What caused my doctor to TEST my B12 level is due to having numbness at first in 1 finger, then 2, then 3 fingers, then up to elbow, and only on one side, then the shoulder, extream fatigue, and the fact that I am of scandinavian heritage (which is common in both the Finnish part and the Dutch part), and also she asked to see my tongue, which according to her was not normal. Well she ordered a blood draw. I got my normal copy of the labs in the mail (I get ALL .. copies of labs, copies of radiology, ect). The labs normal veriance was 312-999, my B12 level was 72.
Ever since I started to do B12, I am not as exreamly pale as I used to, I have energy, I still have nerve damage to my right arm due to the pernicious anemia, but it is slowly going away.

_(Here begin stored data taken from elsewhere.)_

//! Conversion between raw JSON bytes and `ObjectPayload`.
//!
//! Decoding is total: absent bytes, malformed JSON and non-object JSON all
//! come back as `ParseError::Decode`.

use serde_json::{Map, Value};

use crate::error::ParseError;

/// A loosely typed Parse object: string keys to arbitrary JSON values.
pub type ObjectPayload = Map<String, Value>;

pub fn decode(bytes: Option<&[u8]>) -> Result<ObjectPayload, ParseError> {
    let bytes = bytes.ok_or_else(|| ParseError::Decode("response has no body".to_string()))?;
    match serde_json::from_slice::<Value>(bytes) {
        Ok(Value::Object(map)) => Ok(map),
        Ok(other) => Err(ParseError::Decode(format!(
            "expected a JSON object, got {}",
            kind_of(&other)
        ))),
        Err(e) => Err(ParseError::Decode(e.to_string())),
    }
}

pub fn encode(payload: &ObjectPayload) -> Result<Vec<u8>, ParseError> {
    serde_json::to_vec(payload).map_err(|e| ParseError::Encode(e.to_string()))
}

fn kind_of(value: &Value) -> &'static str {
    match value {
        Value::Null => "null",
        Value::Bool(_) => "a boolean",
        Value::Number(_) => "a number",
        Value::String(_) => "a string",
        Value::Array(_) => "an array",
        Value::Object(_) => "an object",
    }
}

#[cfg(test)]
mod tests {
    use serde_json::json;

    use super::*;

    #[test]
    fn decode_object() {
        let payload = decode(Some(br#"{"content":"hi","number":237}"#)).unwrap();
        assert_eq!(payload["content"], "hi");
        assert_eq!(payload["number"], 237);
    }

    #[test]
    fn decode_malformed_is_error() {
        let err = decode(Some(b"{not json")).unwrap_err();
        assert!(matches!(err, ParseError::Decode(_)));
    }

    #[test]
    fn decode_absent_is_error() {
        assert!(matches!(decode(None), Err(ParseError::Decode(_))));
        assert!(matches!(decode(Some(b"")), Err(ParseError::Decode(_))));
    }

    #[test]
    fn decode_non_object_is_error() {
        let err = decode(Some(b"[1,2]")).unwrap_err();
        assert_eq!(err, ParseError::Decode("expected a JSON object, got an array".to_string()));
    }

    #[test]
    fn encode_escapes_embedded_quotes() {
        let mut payload = ObjectPayload::new();
        payload.insert("text".to_string(), json!("say \"hi\""));
        let bytes = encode(&payload).unwrap();
        let back: Value = serde_json::from_slice(&bytes).unwrap();
        assert_eq!(back, json!({"text": "say \"hi\""}));
    }

    #[test]
    fn encode_of_decoded_keeps_pairs() {
        let raw = br#"{"a":"x","b":2,"c":true,"d":{"e":[1,null]}}"#;
        let again = encode(&decode(Some(raw)).unwrap()).unwrap();
        let lhs: Value = serde_json::from_slice(raw).unwrap();
        let rhs: Value = serde_json::from_slice(&again).unwrap();
        assert_eq!(lhs, rhs);
    }
}
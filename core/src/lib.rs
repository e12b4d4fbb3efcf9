//! Client core for the Parse REST API.
//!
//! # Overview
//! Builds authenticated requests for single-object fetches, class
//! collections, queries, updates, creates and deletes; parses the JSON
//! responses into loosely typed `ObjectPayload` maps; and dispatches requests
//! asynchronously, delivering each outcome to a registered listener.
//!
//! # Design
//! - `ParseClient` is stateless: `build_*` produces an `HttpRequest`,
//!   `parse_*` consumes an `HttpResponse`, so the I/O boundary is explicit.
//! - `Transport` executes the round-trip; `ReqwestTransport` is the default.
//! - `Dispatcher` wires the two together on a tokio runtime. Every failure is
//!   a typed `ParseError`, never a placeholder payload.
//! - Credentials come from `ParseConfig` (environment or JSON file), never
//!   from constants.

pub mod client;
pub mod codec;
pub mod config;
pub mod dispatcher;
pub mod endpoint;
pub mod error;
pub mod http;
pub mod query;
pub mod transport;

pub use client::{ParseClient, RequestKind};
pub use codec::ObjectPayload;
pub use config::{Credentials, ParseConfig};
pub use dispatcher::{Dispatcher, RequestInfo, RequestOutcome, ResultListener};
pub use endpoint::UrlBuilder;
pub use error::ParseError;
pub use http::{HttpMethod, HttpRequest, HttpResponse, RequestFactory};
pub use query::{Condition, Constraint, Query};
pub use transport::{ReqwestTransport, Transport};
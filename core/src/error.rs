//! Error types for the Parse REST client.
//!
//! # Design
//! Every failure a single request can hit lands in one `ParseError`, which is
//! delivered through the same channel as a successful payload. `NotFound`
//! gets a dedicated variant because callers frequently distinguish "the
//! object does not exist" from "the server rejected the request." All other
//! non-2xx responses land in `Api` with the status and, when the body is a
//! Parse error object, its numeric code and message.

use thiserror::Error;

/// Errors returned by `ParseClient` parse methods, transports and the
/// `Dispatcher`.
#[derive(Debug, Clone, PartialEq, Eq, Error)]
pub enum ParseError {
    /// The HTTP client could not complete the round-trip (DNS, connect,
    /// TLS, timeout).
    #[error("transport failed: {0}")]
    Transport(String),

    /// The response body was absent, not JSON, or not a JSON object.
    #[error("decode failed: {0}")]
    Decode(String),

    /// The outbound payload could not be serialized to JSON.
    #[error("encode failed: {0}")]
    Encode(String),

    /// The server returned 404 — the requested object or class does not exist.
    #[error("object not found")]
    NotFound,

    /// The server returned a non-2xx status other than 404.
    #[error("HTTP {status}: {message}")]
    Api {
        status: u16,
        code: Option<i64>,
        message: String,
    },

    /// A single-object request was built without an object id.
    #[error("single-object request requires an object id")]
    MissingObjectId,

    /// Client configuration is missing or malformed.
    #[error("invalid configuration: {0}")]
    Config(String),
}
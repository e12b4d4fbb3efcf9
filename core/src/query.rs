//! Query conditions serialized into Parse's `where` parameter.
//!
//! Each constraint names a field, a comparison and a JSON value. Constraints
//! on the same field merge into one operator object, so
//! `score > 10` and `score < 20` become `{"score":{"$gt":10,"$lt":20}}`.

use std::collections::BTreeMap;

use serde_json::{Map, Value};

/// Comparison applied to a field.
#[derive(Debug, Clone, Copy, PartialEq, Eq)]
pub enum Condition {
    EqualTo,
    NotEqualTo,
    LessThan,
    LessThanOrEqualTo,
    GreaterThan,
    GreaterThanOrEqualTo,
    ContainedIn,
    NotContainedIn,
    Exists,
}

impl Condition {
    /// Parse operator key. `EqualTo` has none: it serializes as a bare value.
    pub fn operator(self) -> Option<&'static str> {
        match self {
            Condition::EqualTo => None,
            Condition::NotEqualTo => Some("$ne"),
            Condition::LessThan => Some("$lt"),
            Condition::LessThanOrEqualTo => Some("$lte"),
            Condition::GreaterThan => Some("$gt"),
            Condition::GreaterThanOrEqualTo => Some("$gte"),
            Condition::ContainedIn => Some("$in"),
            Condition::NotContainedIn => Some("$nin"),
            Condition::Exists => Some("$exists"),
        }
    }
}

#[derive(Debug, Clone, PartialEq)]
pub struct Constraint {
    pub field: String,
    pub condition: Condition,
    pub value: Value,
}

/// A set of constraints plus the relational fields to expand.
#[derive(Debug, Clone, Default, PartialEq)]
pub struct Query {
    constraints: Vec<Constraint>,
    include: Vec<String>,
}

enum Clause {
    Equals(Value),
    Operators(Map<String, Value>),
}

impl Query {
    pub fn new() -> Self {
        Self::default()
    }

    pub fn constraint(mut self, field: &str, condition: Condition, value: impl Into<Value>) -> Self {
        self.constraints.push(Constraint {
            field: field.to_string(),
            condition,
            value: value.into(),
        });
        self
    }

    pub fn equal_to(self, field: &str, value: impl Into<Value>) -> Self {
        self.constraint(field, Condition::EqualTo, value)
    }

    pub fn include(mut self, field: &str) -> Self {
        self.include.push(field.to_string());
        self
    }

    pub fn constraints(&self) -> &[Constraint] {
        &self.constraints
    }

    pub fn includes(&self) -> &[String] {
        &self.include
    }

    /// The JSON object sent as `where`, or `None` when there are no constraints.
    pub fn where_clause(&self) -> Option<Map<String, Value>> {
        if self.constraints.is_empty() {
            return None;
        }

        let mut clauses: BTreeMap<&str, Clause> = BTreeMap::new();
        for c in &self.constraints {
            match c.condition.operator() {
                None => {
                    clauses.insert(&c.field, Clause::Equals(c.value.clone()));
                }
                Some(op) => {
                    let slot = clauses
                        .entry(&c.field)
                        .or_insert_with(|| Clause::Operators(Map::new()));
                    match slot {
                        Clause::Operators(ops) => {
                            ops.insert(op.to_string(), c.value.clone());
                        }
                        other => {
                            let mut ops = Map::new();
                            ops.insert(op.to_string(), c.value.clone());
                            *other = Clause::Operators(ops);
                        }
                    }
                }
            }
        }

        Some(
            clauses
                .into_iter()
                .map(|(field, clause)| {
                    let value = match clause {
                        Clause::Equals(v) => v,
                        Clause::Operators(ops) => Value::Object(ops),
                    };
                    (field.to_string(), value)
                })
                .collect(),
        )
    }
}
//! Executes `HttpRequest` values over the network.
//!
//! `Transport` is the seam between the pure request/response core and real
//! I/O; `ReqwestTransport` is the production implementation and tests plug in
//! their own.

use async_trait::async_trait;

use crate::config::ParseConfig;
use crate::error::ParseError;
use crate::http::{HttpMethod, HttpRequest, HttpResponse};

#[async_trait]
pub trait Transport: Send + Sync + 'static {
    /// Perform one round-trip. Non-2xx statuses are returned as data; only
    /// failures to complete the exchange are errors.
    async fn execute(&self, request: HttpRequest) -> Result<HttpResponse, ParseError>;
}

#[derive(Debug, Clone)]
pub struct ReqwestTransport {
    http: reqwest::Client,
}

impl ReqwestTransport {
    pub fn new(config: &ParseConfig) -> Result<Self, ParseError> {
        let http = reqwest::Client::builder()
            .timeout(config.timeout())
            .build()
            .map_err(|e| ParseError::Config(format!("cannot build HTTP client: {e}")))?;
        Ok(Self { http })
    }
}

fn to_reqwest(method: HttpMethod) -> reqwest::Method {
    match method {
        HttpMethod::Get => reqwest::Method::GET,
        HttpMethod::Post => reqwest::Method::POST,
        HttpMethod::Put => reqwest::Method::PUT,
        HttpMethod::Delete => reqwest::Method::DELETE,
    }
}

#[async_trait]
impl Transport for ReqwestTransport {
    async fn execute(&self, request: HttpRequest) -> Result<HttpResponse, ParseError> {
        let mut builder = self.http.request(to_reqwest(request.method), &request.url);
        for (name, value) in &request.headers {
            builder = builder.header(name.as_str(), value.as_str());
        }
        if let Some(body) = request.body {
            builder = builder.body(body);
        }

        let response = builder
            .send()
            .await
            .map_err(|e| ParseError::Transport(e.to_string()))?;

        let status = response.status().as_u16();
        let headers = response
            .headers()
            .iter()
            .filter_map(|(k, v)| v.to_str().ok().map(|v| (k.as_str().to_string(), v.to_string())))
            .collect();
        let body = response
            .bytes()
            .await
            .map_err(|e| ParseError::Transport(e.to_string()))?
            .to_vec();

        Ok(HttpResponse { status, headers, body })
    }
}
//! HTTP transport types and the request factory.
//!
//! # Design
//! Requests and responses are plain data. `ParseClient` builds `HttpRequest`
//! values and parses `HttpResponse` values; a `Transport` executes the actual
//! round-trip. `RequestFactory` is the only place requests are created, so
//! every outbound request carries both credential headers.

use crate::config::Credentials;

pub const APPLICATION_ID_HEADER: &str = "X-Parse-Application-Id";
pub const REST_API_KEY_HEADER: &str = "X-Parse-REST-API-Key";
pub const CONTENT_TYPE_HEADER: &str = "Content-Type";
pub const JSON_CONTENT_TYPE: &str = "application/json";

/// HTTP method for a request.
#[derive(Debug, Clone, Copy, PartialEq, Eq)]
pub enum HttpMethod {
    Get,
    Post,
    Put,
    Delete,
}

impl HttpMethod {
    pub fn as_str(self) -> &'static str {
        match self {
            HttpMethod::Get => "GET",
            HttpMethod::Post => "POST",
            HttpMethod::Put => "PUT",
            HttpMethod::Delete => "DELETE",
        }
    }
}

/// An HTTP request described as plain data.
#[derive(Debug, Clone, PartialEq, Eq)]
pub struct HttpRequest {
    pub method: HttpMethod,
    pub url: String,
    pub headers: Vec<(String, String)>,
    pub body: Option<Vec<u8>>,
}

impl HttpRequest {
    /// First header value whose name matches case-insensitively.
    pub fn header(&self, name: &str) -> Option<&str> {
        self.headers
            .iter()
            .find(|(k, _)| k.eq_ignore_ascii_case(name))
            .map(|(_, v)| v.as_str())
    }

    /// Attach a JSON body along with its content type.
    pub fn with_body(mut self, body: Vec<u8>) -> Self {
        self.headers
            .push((CONTENT_TYPE_HEADER.to_string(), JSON_CONTENT_TYPE.to_string()));
        self.body = Some(body);
        self
    }
}

/// An HTTP response described as plain data. `body` is empty when the
/// server sent none.
#[derive(Debug, Clone, PartialEq, Eq)]
pub struct HttpResponse {
    pub status: u16,
    pub headers: Vec<(String, String)>,
    pub body: Vec<u8>,
}

/// Stamps the credential headers onto every request it builds.
#[derive(Debug, Clone)]
pub struct RequestFactory {
    credentials: Credentials,
}

impl RequestFactory {
    pub fn new(credentials: Credentials) -> Self {
        Self { credentials }
    }

    pub fn build(&self, url: String, method: HttpMethod) -> HttpRequest {
        HttpRequest {
            method,
            url,
            headers: vec![
                (
                    APPLICATION_ID_HEADER.to_string(),
                    self.credentials.application_id().to_string(),
                ),
                (
                    REST_API_KEY_HEADER.to_string(),
                    self.credentials.rest_api_key().to_string(),
                ),
            ],
            body: None,
        }
    }
}
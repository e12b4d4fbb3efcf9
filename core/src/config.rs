//! Credentials and client configuration.
//!
//! Credentials are never compiled in: they come from the environment
//! (`ParseConfig::from_env`) or from a JSON file (`ParseConfig::from_json_file`).

use std::fmt;
use std::path::Path;
use std::time::Duration;

use serde::Deserialize;

use crate::error::ParseError;

pub const DEFAULT_SERVER_URL: &str = "https://api.parse.com/1";
pub const DEFAULT_TIMEOUT: Duration = Duration::from_secs(30);

pub const ENV_APPLICATION_ID: &str = "PARSE_APPLICATION_ID";
pub const ENV_REST_API_KEY: &str = "PARSE_REST_API_KEY";
pub const ENV_SERVER_URL: &str = "PARSE_SERVER_URL";
pub const ENV_TIMEOUT_SECS: &str = "PARSE_TIMEOUT_SECS";

/// Application id and REST API key sent with every request.
#[derive(Clone, PartialEq, Eq, Deserialize)]
pub struct Credentials {
    application_id: String,
    rest_api_key: String,
}

impl Credentials {
    pub fn new(application_id: impl Into<String>, rest_api_key: impl Into<String>) -> Self {
        Self {
            application_id: application_id.into(),
            rest_api_key: rest_api_key.into(),
        }
    }

    pub fn application_id(&self) -> &str {
        &self.application_id
    }

    pub fn rest_api_key(&self) -> &str {
        &self.rest_api_key
    }
}

impl fmt::Debug for Credentials {
    fn fmt(&self, f: &mut fmt::Formatter<'_>) -> fmt::Result {
        f.debug_struct("Credentials")
            .field("application_id", &self.application_id)
            .field("rest_api_key", &"<redacted>")
            .finish()
    }
}

/// Everything a `ParseClient` or `Dispatcher` needs to reach a Parse server.
#[derive(Debug, Clone)]
pub struct ParseConfig {
    server_url: String,
    credentials: Credentials,
    timeout: Duration,
}

/// On-disk shape of a config file. Only the credentials are required.
#[derive(Deserialize)]
struct ConfigFile {
    #[serde(flatten)]
    credentials: Credentials,
    server_url: Option<String>,
    timeout_secs: Option<u64>,
}

impl ParseConfig {
    pub fn new(credentials: Credentials) -> Self {
        Self {
            server_url: DEFAULT_SERVER_URL.to_string(),
            credentials,
            timeout: DEFAULT_TIMEOUT,
        }
    }

    pub fn with_server_url(mut self, server_url: &str) -> Self {
        self.server_url = server_url.trim_end_matches('/').to_string();
        self
    }

    pub fn with_timeout(mut self, timeout: Duration) -> Self {
        self.timeout = timeout;
        self
    }

    /// Read the config from `PARSE_*` environment variables.
    pub fn from_env() -> Result<Self, ParseError> {
        Self::from_lookup(|key| std::env::var(key).ok())
    }

    /// Load the config from a JSON file such as
    /// `{"application_id": "..", "rest_api_key": "..", "timeout_secs": 10}`.
    pub fn from_json_file(path: impl AsRef<Path>) -> Result<Self, ParseError> {
        let path = path.as_ref();
        let raw = std::fs::read_to_string(path)
            .map_err(|e| ParseError::Config(format!("{}: {e}", path.display())))?;
        Self::from_json(&raw)
    }

    pub fn from_json(raw: &str) -> Result<Self, ParseError> {
        let file: ConfigFile =
            serde_json::from_str(raw).map_err(|e| ParseError::Config(e.to_string()))?;
        let mut config = Self::new(file.credentials);
        if let Some(url) = file.server_url {
            config = config.with_server_url(&url);
        }
        if let Some(secs) = file.timeout_secs {
            config = config.with_timeout(Duration::from_secs(secs));
        }
        Ok(config)
    }

    fn from_lookup(lookup: impl Fn(&str) -> Option<String>) -> Result<Self, ParseError> {
        let required = |key: &str| {
            lookup(key).ok_or_else(|| ParseError::Config(format!("{key} is not set")))
        };
        let credentials = Credentials::new(required(ENV_APPLICATION_ID)?, required(ENV_REST_API_KEY)?);

        let mut config = Self::new(credentials);
        if let Some(url) = lookup(ENV_SERVER_URL) {
            config = config.with_server_url(&url);
        }
        if let Some(raw) = lookup(ENV_TIMEOUT_SECS) {
            let secs: u64 = raw
                .parse()
                .map_err(|_| ParseError::Config(format!("{ENV_TIMEOUT_SECS} is not a number: {raw}")))?;
            config = config.with_timeout(Duration::from_secs(secs));
        }
        Ok(config)
    }

    pub fn server_url(&self) -> &str {
        &self.server_url
    }

    /// Base of every class endpoint, `<server_url>/classes`.
    pub fn classes_url(&self) -> String {
        format!("{}/classes", self.server_url)
    }

    pub fn credentials(&self) -> &Credentials {
        &self.credentials
    }

    pub fn timeout(&self) -> Duration {
        self.timeout
    }
}
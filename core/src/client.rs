//! Stateless HTTP request builder and response parser for the Parse REST API.
//!
//! # Design
//! `ParseClient` holds only the URL builder and request factory and carries
//! no mutable state between calls. Each operation is split into a `build_*`
//! method that produces an `HttpRequest` and a `parse_*` method that consumes
//! an `HttpResponse`. The `Dispatcher` (or any other caller) executes the
//! round-trip in between.

use serde::Deserialize;

use crate::codec::{self, ObjectPayload};
use crate::config::ParseConfig;
use crate::endpoint::UrlBuilder;
use crate::error::ParseError;
use crate::http::{HttpMethod, HttpRequest, HttpResponse, RequestFactory};
use crate::query::Query;

/// Which kind of read a GET request performs.
#[derive(Debug, Clone, Copy, PartialEq, Eq)]
pub enum RequestKind {
    /// One object by id. Requires an object id.
    SingleObject,
    /// Every object of a class.
    Collection,
    /// Objects of a class matching a `Query`.
    Query,
}

/// Body of a Parse error response, e.g. `{"code":101,"error":"object not found"}`.
#[derive(Deserialize)]
struct ApiErrorBody {
    code: Option<i64>,
    error: String,
}

#[derive(Debug, Clone)]
pub struct ParseClient {
    urls: UrlBuilder,
    requests: RequestFactory,
}

impl ParseClient {
    pub fn new(config: &ParseConfig) -> Self {
        Self {
            urls: UrlBuilder::new(&config.classes_url()),
            requests: RequestFactory::new(config.credentials().clone()),
        }
    }

    pub fn urls(&self) -> &UrlBuilder {
        &self.urls
    }

    /// Build a GET request for any `RequestKind`. `object_id` is only read for
    /// `SingleObject`, `query` only for `Query`; `include` applies to all three.
    pub fn build_request(
        &self,
        kind: RequestKind,
        class_name: &str,
        object_id: Option<&str>,
        query: Option<&Query>,
        include: &[String],
    ) -> Result<HttpRequest, ParseError> {
        match kind {
            RequestKind::SingleObject => {
                let id = object_id.ok_or(ParseError::MissingObjectId)?;
                Ok(self.build_get_object(class_name, id, include))
            }
            RequestKind::Collection => Ok(self.build_get_collection(class_name, include)),
            RequestKind::Query => {
                let mut query = query.cloned().unwrap_or_default();
                for field in include {
                    if !query.includes().contains(field) {
                        query = query.include(field);
                    }
                }
                Ok(self.build_query(class_name, &query))
            }
        }
    }

    pub fn build_get_object(&self, class_name: &str, object_id: &str, include: &[String]) -> HttpRequest {
        let url = self.urls.object_url_with_include(class_name, object_id, include);
        self.requests.build(url, HttpMethod::Get)
    }

    pub fn build_get_collection(&self, class_name: &str, include: &[String]) -> HttpRequest {
        let url = self.urls.collection_url(class_name, include);
        self.requests.build(url, HttpMethod::Get)
    }

    pub fn build_query(&self, class_name: &str, query: &Query) -> HttpRequest {
        let url = self.urls.query_url(class_name, query);
        self.requests.build(url, HttpMethod::Get)
    }

    pub fn build_update_object(
        &self,
        class_name: &str,
        object_id: &str,
        values: &ObjectPayload,
    ) -> Result<HttpRequest, ParseError> {
        let body = codec::encode(values)?;
        let url = self.urls.object_url(class_name, object_id);
        Ok(self.requests.build(url, HttpMethod::Put).with_body(body))
    }

    pub fn build_create_object(&self, class_name: &str, values: &ObjectPayload) -> Result<HttpRequest, ParseError> {
        let body = codec::encode(values)?;
        let url = self.urls.class_url(class_name);
        Ok(self.requests.build(url, HttpMethod::Post).with_body(body))
    }

    pub fn build_delete_object(&self, class_name: &str, object_id: &str) -> HttpRequest {
        let url = self.urls.object_url(class_name, object_id);
        self.requests.build(url, HttpMethod::Delete)
    }

    /// Parse the response to any GET built above.
    pub fn parse_fetch(&self, response: HttpResponse) -> Result<ObjectPayload, ParseError> {
        parse_payload(response, 200)
    }

    pub fn parse_update_object(&self, response: HttpResponse) -> Result<ObjectPayload, ParseError> {
        parse_payload(response, 200)
    }

    pub fn parse_create_object(&self, response: HttpResponse) -> Result<ObjectPayload, ParseError> {
        parse_payload(response, 201)
    }

    pub fn parse_delete_object(&self, response: HttpResponse) -> Result<ObjectPayload, ParseError> {
        parse_payload(response, 200)
    }

    /// Parse a response according to the method of the request that produced it.
    pub fn parse_response(&self, method: HttpMethod, response: HttpResponse) -> Result<ObjectPayload, ParseError> {
        match method {
            HttpMethod::Get => self.parse_fetch(response),
            HttpMethod::Put => self.parse_update_object(response),
            HttpMethod::Post => self.parse_create_object(response),
            HttpMethod::Delete => self.parse_delete_object(response),
        }
    }
}

fn parse_payload(response: HttpResponse, expected: u16) -> Result<ObjectPayload, ParseError> {
    check_status(&response, expected)?;
    codec::decode(Some(&response.body))
}

/// Map non-success status codes to the appropriate `ParseError` variant.
fn check_status(response: &HttpResponse, expected: u16) -> Result<(), ParseError> {
    if response.status == expected {
        return Ok(());
    }
    if response.status == 404 {
        return Err(ParseError::NotFound);
    }
    let (code, message) = match serde_json::from_slice::<ApiErrorBody>(&response.body) {
        Ok(body) => (body.code, body.error),
        Err(_) => (None, String::from_utf8_lossy(&response.body).into_owned()),
    };
    Err(ParseError::Api {
        status: response.status,
        code,
        message,
    })
}
//! Log domain types

use serde::{Deserialize, Serialize};

/// A log entry from the node's session feed
#[derive(Debug, Clone, Serialize, Deserialize)]
pub struct LogEntry {
    pub timestamp: chrono::DateTime<chrono::Utc>,
    pub level: LogLevel,
    pub message: String,
}

impl LogEntry {
    /// Creates an entry timestamped now
    pub fn new(level: LogLevel, message: impl Into<String>) -> Self {
        Self {
            timestamp: chrono::Utc::now(),
            level,
            message: message.into(),
        }
    }

    pub fn info(message: impl Into<String>) -> Self {
        Self::new(LogLevel::Info, message)
    }

    pub fn error(message: impl Into<String>) -> Self {
        Self::new(LogLevel::Error, message)
    }
}

#[derive(Debug, Clone, Copy, PartialEq, Eq, Serialize, Deserialize)]
pub enum LogLevel {
    Debug,
    Info,
    Warning,
    Error,
}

Posted by anonymous on 5 May 2008

As an RD,CDE, I can certainly appreciate the advice to read the label. But as a human being, I can understand how someone who doe the same thing, day after day, sometimes several times per day might feel confident enough in their routine to make an accidental mistake. In addition, I work with an elderly, sometimes visually impaired population so mistakes can be even more of an issue. I think the bright red fingernail polish is a great idea, and I also think companies ought to make a clear label difference too. Anything that can be done to make mistakes less likely.

Posted by whimsy2 on 6 May 2008

I've been diabetic for 10 years, type 1 LADA and last night I had my first bottle mix-up mistake. I'm a pretty careful person, and I never expected to make this mistake, but I did. At the very moment I injected, I noticed the empty box (where I keep my insulins, in the refrigerator) and realized I'd just shot 9 units of Lantus instead of my dinner dose of 9 Humalog. So what did I do? I skipped the dinner dose of Humalog, and checked BG a few extra times, including at 2:30 a.m. Came out of it okay. But it was definitely a "whew!" moment. And any doc who thinks this doesn't happen isn't living in the real world.

Posted by anonymous on 15 May 2008

I am a diabetic that has also been diagnosed with pernicious anemia. I believe there are alot of diabetics out there that are too. It is an autoimmune issue like diabetes. I was extremely tired for years and had numbing in my feet but thought this was the progression of neuropathy due to the diabetes. My aunt, a type 1 diabetic (not blood related) almost died of b12 anemia. When I found out her symtoms, I asked my doctor to check my b12. My b12 level was 52. My doctor allows me to give myself b12 shots once a month. I feel alot better. Why hasn't this been uncovered before and why don't endocrinologists check for this. I feel like for the past 31yrs. of having diabetes I've had to pretty much self diagnose. It is too bad that I could have been feeling better for years and not had the neuropathy to such an extent.